The commission also revoked Jones’ license for a year, which will require him to come before the commission to be licensed to fight again in California. The commission elected not to suspend Jones, likely in part because USADA will be handing down their own suspension which will also be entered into the Association of Boxing Commissions (ABC) database.
Jones’ defense rested on a report by Dr. Paul Scott of Korva Labs, but Dr. Scott’s testimony was picked apart by opposing counsel, as his report—which found Jones’ use of Turinabol was likely unintentional—was based on numerous assumptions. One of the assumptions was how Turinabol would be used by someone looking to enhance their performance. Dr Scott appeared to indicate that he got his information about this from a bodybuilding website sent to him by Jones’ attorney Howard Jacobs. Dr. Scott was ultimately forced to concede that there was a great deal of uncertainty around his conclusions.
Panel member Martha Shen-Urquidez also laid into Jones, pointing out that he lied on declarations several times, both before and after his first failed USADA test in 2016. Shen-Urquidez pointed out that Jones listed only seven supplements on his doping control form, where he is required to list every supplement and medication he has taken. Jones subsequently sent 17 supplements to be checked for Turinabol, indicating he had taken 10 supplements he did not list on the form. According to Shen-Urquidez, Jones also neglected to list supplements on previous forms as well.

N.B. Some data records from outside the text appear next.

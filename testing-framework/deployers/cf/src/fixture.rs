use std::path::{Path, PathBuf};

use reqwest::Client;
use testing_framework_config::{
    FixtureSettings,
    constants::{DEFAULT_PROBE_PATH, DEFAULT_PROBE_STATUS},
};
use testing_framework_core::{
    CleanupGuard as _,
    http_probe::{app_url, expect_status},
};
use tracing::{debug, info, warn};

use crate::{
    cli::{CfCli, PushRequest},
    errors::CfRunnerError,
    identity::AppIdentity,
    infrastructure::{
        artifact::download_package,
        environment::{EnvironmentMap, app_resource_path, merge_environment, update_body},
        scripts::create_app_services,
        workspace::FixtureWorkspace,
    },
    lifecycle::{
        cleanup::DeploymentCleanup,
        logs::{dump_recent_logs, emit_logs, logs_contain},
    },
};

/// Pushes one packaged app to Cloud Foundry for a test and removes it again.
///
/// Each fixture owns a random identity, so fixtures in concurrent tests never
/// share an app. A fixture dropped between `setup` and `teardown` deletes its
/// app from `Drop`.
pub struct CfFixture {
    settings: FixtureSettings,
    identity: AppIdentity,
    cli: CfCli,
    http: Client,
    workspace: Option<FixtureWorkspace>,
    cleanup: Option<DeploymentCleanup>,
}

impl CfFixture {
    /// Build a fixture from `CF_DOMAIN` and the other ambient variables.
    pub fn from_env() -> Result<Self, CfRunnerError> {
        Ok(Self::new(FixtureSettings::from_env()?))
    }

    #[must_use]
    pub fn new(settings: FixtureSettings) -> Self {
        let identity = AppIdentity::generate(&settings.domain);
        Self::from_parts(settings, identity)
    }

    /// Fixture with a fixed app id, routed under `settings.domain`.
    #[must_use]
    pub fn with_app_id(settings: FixtureSettings, app_id: impl Into<String>) -> Self {
        let identity = AppIdentity::from_app_id(app_id, &settings.domain);
        Self::from_parts(settings, identity)
    }

    fn from_parts(settings: FixtureSettings, identity: AppIdentity) -> Self {
        info!(
            app = identity.app_name(),
            domain = %settings.domain,
            branch = %settings.branch,
            "fixture identity generated"
        );
        Self {
            cli: CfCli::new(settings.cf_cli.clone()),
            http: Client::new(),
            settings,
            identity,
            workspace: None,
            cleanup: None,
        }
    }

    #[must_use]
    pub fn identity(&self) -> &AppIdentity {
        &self.identity
    }

    #[must_use]
    pub fn app_name(&self) -> &str {
        self.identity.app_name()
    }

    /// Directory the package was downloaded into, while setup holds one.
    #[must_use]
    pub fn workspace_root(&self) -> Option<&Path> {
        self.workspace.as_ref().map(FixtureWorkspace::root_path)
    }

    /// Push `package_name` with the default environment.
    pub async fn setup(&mut self, package_name: &str) -> Result<(), CfRunnerError> {
        self.setup_with_env(package_name, EnvironmentMap::new())
            .await
    }

    /// Download, push and configure the app without starting it.
    ///
    /// `overrides` are merged over the default environment. If any step
    /// fails the app is torn down before the error is returned.
    pub async fn setup_with_env<I, K, V>(
        &mut self,
        package_name: &str,
        overrides: I,
    ) -> Result<(), CfRunnerError>
    where
        I: IntoIterator<Item = (K, V)>,
        K: Into<String>,
        V: Into<String>,
    {
        let overrides: EnvironmentMap = overrides
            .into_iter()
            .map(|(key, value)| (key.into(), value.into()))
            .collect();

        if self.cleanup.is_none() {
            self.cleanup = Some(self.cleanup_guard());
        }

        info!(
            app = self.app_name(),
            package = package_name,
            overrides = overrides.len(),
            "setting up cf deployment"
        );

        if let Err(err) = self.deploy(package_name, overrides).await {
            warn!(app = self.app_name(), error = %err, "setup failed; tearing down");
            if let Err(teardown_err) = self.teardown().await {
                warn!(
                    app = self.app_name(),
                    error = %teardown_err,
                    "teardown after failed setup also failed"
                );
            }
            return Err(err);
        }

        info!(app = self.app_name(), "cf deployment configured");
        Ok(())
    }

    async fn deploy(
        &mut self,
        package_name: &str,
        overrides: EnvironmentMap,
    ) -> Result<(), CfRunnerError> {
        let artifact = self.fetch_package(package_name).await?;

        let buildpack = self.settings.buildpack_url();
        self.cli
            .push(&PushRequest {
                app_name: self.identity.app_name(),
                domain: &self.settings.domain,
                subdomain: self.identity.subdomain(),
                artifact: &artifact,
                disk_quota: &self.settings.disk_quota,
                memory: &self.settings.memory,
                buildpack: &buildpack,
            })
            .await?;

        create_app_services(&self.settings.create_services_script, self.app_name()).await?;

        let guid = self.cli.app_guid(self.app_name()).await?;
        if guid.is_empty() {
            return Err(CfRunnerError::EmptyGuid {
                app: self.app_name().to_owned(),
            });
        }
        debug!(app = self.app_name(), %guid, "resolved app guid");

        let environment = merge_environment(&self.settings.password, overrides);
        let body = update_body(&environment).map_err(|source| CfRunnerError::Payload {
            app: self.app_name().to_owned(),
            source,
        })?;
        self.cli.curl_put(&app_resource_path(&guid), &body).await?;
        info!(
            app = self.app_name(),
            variables = environment.len(),
            "app environment updated"
        );

        Ok(())
    }

    async fn fetch_package(&mut self, package_name: &str) -> Result<PathBuf, CfRunnerError> {
        let workspace = match self.workspace.take() {
            Some(workspace) => workspace,
            None => FixtureWorkspace::create(self.identity.app_id())?,
        };
        let dest = workspace.artifact_path(self.identity.app_id(), package_name);
        self.workspace = Some(workspace);

        let url = self.settings.package_url(package_name);
        download_package(&self.http, &url, &dest).await?;
        Ok(dest)
    }

    /// Start the pushed app; recent logs are emitted if the start fails.
    pub async fn start(&self) -> Result<(), CfRunnerError> {
        info!(app = self.app_name(), "starting app");
        if let Err(err) = self.cli.start(self.app_name()).await {
            warn!(app = self.app_name(), error = %err, "cf start failed; fetching recent logs");
            dump_recent_logs(&self.cli, self.app_name()).await;
            return Err(err.into());
        }

        info!(app = self.app_name(), "app started");
        Ok(())
    }

    /// Delete the app. Always issues the delete script, even when setup never
    /// ran, and disarms the drop guard.
    pub async fn teardown(&mut self) -> Result<(), CfRunnerError> {
        let cleanup = match self.cleanup.take() {
            Some(cleanup) => cleanup,
            None => self.cleanup_guard(),
        };
        let result = cleanup.run().await;
        self.release_workspace();
        result.map_err(Into::into)
    }

    /// GET `<scheme>://<hostname><path>` and require `expected_status`.
    pub async fn assert_app_running(
        &self,
        hostname: &str,
        path: &str,
        expected_status: u16,
    ) -> Result<(), CfRunnerError> {
        let url = app_url(&self.settings.app_scheme, hostname, path);
        expect_status(&self.http, &url, expected_status).await?;
        Ok(())
    }

    /// `assert_app_running` against `/xas/`, which answers 401 when the
    /// runtime is up.
    pub async fn assert_app_running_with_defaults(
        &self,
        hostname: &str,
    ) -> Result<(), CfRunnerError> {
        self.assert_app_running(hostname, DEFAULT_PROBE_PATH, DEFAULT_PROBE_STATUS)
            .await
    }

    pub async fn assert_string_in_recent_logs(
        &self,
        hostname: &str,
        substring: &str,
    ) -> Result<(), CfRunnerError> {
        let logs = self.recent_logs_for(hostname).await?;
        if logs_contain(&logs, substring) {
            debug!(app = hostname, substring, "found substring in recent logs");
            return Ok(());
        }

        emit_logs(hostname, &logs);
        Err(CfRunnerError::SubstringNotInLogs {
            app: hostname.to_owned(),
            substring: substring.to_owned(),
            logs,
        })
    }

    /// Recent logs of this fixture's app.
    pub async fn recent_logs(&self) -> Result<String, CfRunnerError> {
        self.recent_logs_for(self.app_name()).await
    }

    pub async fn recent_logs_for(&self, app_name: &str) -> Result<String, CfRunnerError> {
        Ok(self.cli.recent_logs(app_name).await?)
    }

    fn cleanup_guard(&self) -> DeploymentCleanup {
        DeploymentCleanup::new(
            self.settings.delete_app_script.clone(),
            self.app_name().to_owned(),
            self.settings.preserve,
        )
    }

    fn release_workspace(&mut self) {
        let Some(workspace) = self.workspace.take() else {
            return;
        };

        if self.settings.preserve {
            let path = workspace.persist();
            info!(path = %path.display(), "preserving fixture workspace");
        }
    }
}

impl Drop for CfFixture {
    fn drop(&mut self) {
        if let Some(cleanup) = self.cleanup.take() {
            warn!(app = self.app_name(), "fixture dropped without teardown; cleaning up");
            Box::new(cleanup).cleanup();
        }
        self.release_workspace();
    }
}
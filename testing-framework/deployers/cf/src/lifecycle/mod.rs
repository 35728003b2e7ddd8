pub mod cleanup;
pub mod logs;
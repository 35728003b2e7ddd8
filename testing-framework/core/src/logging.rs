use testing_framework_env as tf_env;
use tracing_subscriber::{EnvFilter, fmt};

use crate::IS_DEBUG_TRACING;

const DEFAULT_TEST_FILTER: &str = "info";

/// Install a fmt subscriber for test output when `CF_TESTS_TRACING=true`.
///
/// Safe to call from every test; only the first successful call installs a
/// subscriber.
pub fn init_test_tracing() {
    if !*IS_DEBUG_TRACING {
        return;
    }

    let filter = tf_env::rust_log()
        .and_then(|directives| EnvFilter::try_new(directives).ok())
        .unwrap_or_else(|| EnvFilter::new(DEFAULT_TEST_FILTER));

    let _ = fmt()
        .with_env_filter(filter)
        .with_test_writer()
        .try_init();
}
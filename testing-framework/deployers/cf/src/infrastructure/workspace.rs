use std::{
    io,
    path::{Path, PathBuf},
};

use tempfile::TempDir;
use thiserror::Error;
use tracing::info;

#[derive(Debug, Error)]
pub enum WorkspaceError {
    #[error("failed to create fixture workspace: {source}")]
    Create {
        #[source]
        source: io::Error,
    },
}

/// Per-fixture scratch directory holding downloaded packages.
#[derive(Debug)]
pub struct FixtureWorkspace {
    root: TempDir,
}

impl FixtureWorkspace {
    pub fn create(app_id: &str) -> Result<Self, WorkspaceError> {
        let root = tempfile::Builder::new()
            .prefix(&format!("cf-fixture-{app_id}-"))
            .tempdir()
            .map_err(|source| WorkspaceError::Create { source })?;

        info!(root = %root.path().display(), "fixture workspace created");
        Ok(Self { root })
    }

    #[must_use]
    pub fn root_path(&self) -> &Path {
        self.root.path()
    }

    /// Where the package for this app is stored, named `<app_id><package>`.
    #[must_use]
    pub fn artifact_path(&self, app_id: &str, package_name: &str) -> PathBuf {
        self.root.path().join(format!("{app_id}{package_name}"))
    }

    /// Keep the directory on disk and return its location.
    #[must_use]
    pub fn persist(self) -> PathBuf {
        self.root.keep()
    }
}
use testing_framework_config::constants::{APP_ID_LEN, SUBDOMAIN_PREFIX};
use uuid::Uuid;

/// Random per-fixture name of the deployed app.
#[derive(Clone, Debug, PartialEq, Eq)]
pub struct AppIdentity {
    app_id: String,
    subdomain: String,
    app_name: String,
}

impl AppIdentity {
    /// Generate a fresh identity routed under `domain`.
    #[must_use]
    pub fn generate(domain: &str) -> Self {
        let mut app_id = Uuid::new_v4().simple().to_string();
        app_id.truncate(APP_ID_LEN);
        Self::from_app_id(app_id, domain)
    }

    #[must_use]
    pub fn from_app_id(app_id: impl Into<String>, domain: &str) -> Self {
        let app_id = app_id.into();
        let subdomain = format!("{SUBDOMAIN_PREFIX}{app_id}");
        let app_name = format!("{subdomain}.{domain}");
        Self {
            app_id,
            subdomain,
            app_name,
        }
    }

    #[must_use]
    pub fn app_id(&self) -> &str {
        &self.app_id
    }

    #[must_use]
    pub fn subdomain(&self) -> &str {
        &self.subdomain
    }

    /// App name, which is also the fully-qualified hostname.
    #[must_use]
    pub fn app_name(&self) -> &str {
        &self.app_name
    }

    #[must_use]
    pub fn hostname(&self) -> &str {
        &self.app_name
    }
}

Jones, by way of explaining his failed test prior to UFC 200, stated that when USADA was brought into the UFC, he was serving a suspension and had no interaction with USADA, and was uneducated about the risks of supplements. Shen-Urquidez pointed out that Jones signed a declaration that he had completed and understood online education material by USADA that all UFC fighters are required to complete. Jones admitted that he never actually saw these resources, and had his manager view them and sign on his behalf.
Jones still faces further sanction from the United States Anti-doping Agency (USADA) over the same failed drug test. Jones is looking at a suspension of up to four years from USADA under the UFC’s own anti-doping policy due to his previous positive drug test for clomiphene and letrozole metabolites.
If USADA decides there are aggravating factors in Jones’ case, he could potentially face six years. USADA have only invoked this clause once under the UFC program, when Francisco Rivera forged bank statements and other evidence.
Jones will technically be eligible to reapply for a licence in August 2018—one year after it was revoked—but the commission suggested they wouldn’t look to re-license him until any suspension given to Jones by USADA is completed.